Tell me something. In the world we live in now, with 10's of well-known
mainstream CA's, I see an SSL certificate warning on an otherwise totally OK
site about once a month. DNSSEC supposes a world in which everyone runs their
own CA; in other words, a world in which there are tens of thousands of CA's.

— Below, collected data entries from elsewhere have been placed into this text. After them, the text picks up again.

//! Pairwise comparison scheduling.
//!
//! Every unordered submission pair is an independent unit of work: a pure
//! function of two immutable submissions. Units run on the rayon pool and
//! their results are reduced into a [`SimilarityMatrix`] once all of them
//! have finished, so completion order never matters.

use std::any::Any;
use std::panic::{catch_unwind, AssertUnwindSafe};

use indicatif::{ProgressBar, ProgressStyle};
use rayon::prelude::*;
use thiserror::Error;
use tracing::{debug, info, warn};

use crate::distance::submission_score;
use crate::models::{DetectionParams, PairScore, SimilarityMatrix, SkippedPair};
use crate::source::Submission;

#[derive(Error, Debug)]
pub enum CompareError {
    #[error("failed to build worker pool: {0}")]
    ThreadPool(#[from] rayon::ThreadPoolBuildError),
}

/// Reduced result of the pair stage.
#[derive(Debug, Default)]
pub struct ComparisonOutcome {
    pub matrix: SimilarityMatrix,
    /// Pairs whose unit failed; they are absent from the matrix.
    pub skipped: Vec<SkippedPair>,
}

/// All `n * (n - 1) / 2` unordered index pairs, `i < j`.
pub fn all_pairs(n: usize) -> Vec<(usize, usize)> {
    (0..n)
        .flat_map(|i| (i + 1..n).map(move |j| (i, j)))
        .collect()
}

/// Score one pair on raw and normalized text.
pub fn compare_pair(a: &Submission, b: &Submission) -> PairScore {
    PairScore {
        raw: submission_score(a.text(), b.text()),
        normalized: submission_score(a.normalized_text(), b.normalized_text()),
    }
}

/// Load, normalize and split every submission in parallel.
pub fn warm_submissions(submissions: &[Submission]) {
    submissions.par_iter().for_each(Submission::warm);
}

fn progress_bar(len: usize, show_progress: bool) -> Option<ProgressBar> {
    if !show_progress {
        return None;
    }
    let pb = ProgressBar::new(len as u64);
    pb.set_style(
        ProgressStyle::default_bar()
            .template(
                "{spinner:.green} [{elapsed_precise}] [{bar:40.cyan/blue}] {pos}/{len} pairs ({per_sec})",
            )
            .unwrap_or_else(|_| ProgressStyle::default_bar())
            .progress_chars("#>-"),
    );
    Some(pb)
}

fn panic_message(payload: &(dyn Any + Send)) -> String {
    if let Some(s) = payload.downcast_ref::<&str>() {
        (*s).to_string()
    } else if let Some(s) = payload.downcast_ref::<String>() {
        s.clone()
    } else {
        "comparison panicked".to_string()
    }
}

/// Run `unit` over every pair and reduce the results.
fn run_units<F>(submissions: &[Submission], show_progress: bool, unit: F) -> ComparisonOutcome
where
    F: Fn(&Submission, &Submission) -> PairScore + Sync,
{
    let pairs = all_pairs(submissions.len());
    info!(
        submissions = submissions.len(),
        pairs = pairs.len(),
        threads = rayon::current_num_threads(),
        "comparing submission pairs"
    );
    let progress = progress_bar(pairs.len(), show_progress);

    let results: Vec<(usize, usize, Result<PairScore, String>)> = pairs
        .par_iter()
        .map(|&(i, j)| {
            let (a, b) = (&submissions[i], &submissions[j]);
            let result = catch_unwind(AssertUnwindSafe(|| unit(a, b)))
                .map_err(|payload| panic_message(payload.as_ref()));

            if let Some(ref pb) = progress {
                pb.inc(1);
            }
            (i, j, result)
        })
        .collect();

    if let Some(pb) = progress {
        pb.finish_with_message("Done");
    }

    let mut outcome = ComparisonOutcome::default();
    for (i, j, result) in results {
        let (a, b) = (submissions[i].name(), submissions[j].name());
        match result {
            Ok(score) => {
                debug!(a, b, raw = score.raw, normalized = score.normalized, "pair scored");
                outcome.matrix.insert(a, b, score);
            }
            Err(reason) => {
                warn!(a, b, %reason, "comparison failed, pair skipped");
                outcome.skipped.push(SkippedPair {
                    a: a.to_string(),
                    b: b.to_string(),
                    reason,
                });
            }
        }
    }
    outcome
}

/// Compute the similarity matrix over all unordered pairs of `submissions`.
///
/// With `params.threads` set, the pair stage runs in a dedicated pool of
/// that size; otherwise the global pool sized to the available cores is used.
pub fn compare_submissions(
    submissions: &[Submission],
    params: &DetectionParams,
    show_progress: bool,
) -> Result<ComparisonOutcome, CompareError> {
    match params.threads {
        Some(threads) => {
            let pool = rayon::ThreadPoolBuilder::new().num_threads(threads).build()?;
            Ok(pool.install(|| run_units(submissions, show_progress, compare_pair)))
        }
        None => Ok(run_units(submissions, show_progress, compare_pair)),
    }
}

#[cfg(test)]
mod tests {
    use super::*;
    use crate::models::Dimension;
    use crate::normalize::Language;
    use crate::source::SourceFile;

    fn submission(name: &str, code: &str) -> Submission {
        Submission::new(
            name,
            vec![SourceFile::from_text("main.py", Language::PythonLike, code)],
        )
    }

    fn corpus() -> Vec<Submission> {
        vec![
            submission("a", "def f(x):\n    return x * 2\n"),
            submission("b", "def f(x):\n  return x*2  # double\n"),
            submission("c", "print('hello world, this is unrelated')\n"),
            submission("d", "for i in range(10):\n    total += i\n"),
        ]
    }

    #[test]
    fn test_all_pairs() {
        assert!(all_pairs(0).is_empty());
        assert!(all_pairs(1).is_empty());
        assert_eq!(all_pairs(3), vec![(0, 1), (0, 2), (1, 2)]);
        assert_eq!(all_pairs(20).len(), 190);
    }

    #[test]
    fn test_matrix_is_complete_and_symmetric() {
        let subs = corpus();
        let outcome = compare_submissions(&subs, &DetectionParams::default(), false).unwrap();
        assert_eq!(outcome.matrix.len(), 6);
        assert!(outcome.skipped.is_empty());
        for a in &subs {
            assert_eq!(outcome.matrix.get(a.name(), a.name()), None);
            for b in &subs {
                if a.name() != b.name() {
                    assert_eq!(
                        outcome.matrix.get(a.name(), b.name()),
                        outcome.matrix.get(b.name(), a.name())
                    );
                }
            }
        }
    }

    #[test]
    fn test_reformatted_copy_scores_zero_when_normalized() {
        let subs = corpus();
        let outcome = compare_submissions(&subs, &DetectionParams::default(), false).unwrap();
        let score = outcome.matrix.get("a", "b").unwrap();
        assert_eq!(score.get(Dimension::Normalized), 0);
        assert!(score.get(Dimension::Raw) > 0);
    }

    #[test]
    fn test_dedicated_pool_gives_same_matrix() {
        let subs = corpus();
        let global = compare_submissions(&subs, &DetectionParams::default(), false).unwrap();
        let params = DetectionParams {
            threads: Some(2),
            ..Default::default()
        };
        let pooled = compare_submissions(&subs, &params, false).unwrap();
        assert_eq!(global.matrix.entries(), pooled.matrix.entries());
    }

    #[test]
    fn test_panicking_unit_is_skipped() {
        let subs = corpus();
        let outcome = run_units(&subs, false, |a, b| {
            if a.name() == "a" && b.name() == "c" {
                panic!("boom");
            }
            compare_pair(a, b)
        });
        assert_eq!(outcome.matrix.len(), 5);
        assert_eq!(outcome.skipped.len(), 1);
        assert_eq!(outcome.skipped[0].a, "a");
        assert_eq!(outcome.skipped[0].b, "c");
        assert_eq!(outcome.skipped[0].reason, "boom");
        assert!(outcome.matrix.get("a", "c").is_none());
    }
}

Where, in that function, do I (a) detect a DNSSEC failure, (b) propose to the
user the untrustworthy - but - probably - totally - valid address we got
instead, and (c) pop up a dialog to the user to allow them to decide whether
to connect? Or, instead, does all this deployed code fail in _exactly the same
fashion as if the host didn't exist_?

------
jrockway
_If there’s one truly strange argument in DJB’s presentation, it’s on Page 39.
Here, he complains that in DNSSEC, .org being signed doesn’t sign all the
records underneath .org, like wikipedia.org._

I'm not sure this is an argument against DNSSEC, it's more of an argument
against DNSSEC's marketing. The DNSSEC folks like to say that DNSSEC is
deployed to .org. Well, that's technically true, but since no .org domains are
signed themselves, this claim is useless. DNSSEC provides no real security
currently.

I watched DJB's talk and I thought the first half was mostly for
entertainment, rather than detailed discussion of the weaknesses of DNSSEC.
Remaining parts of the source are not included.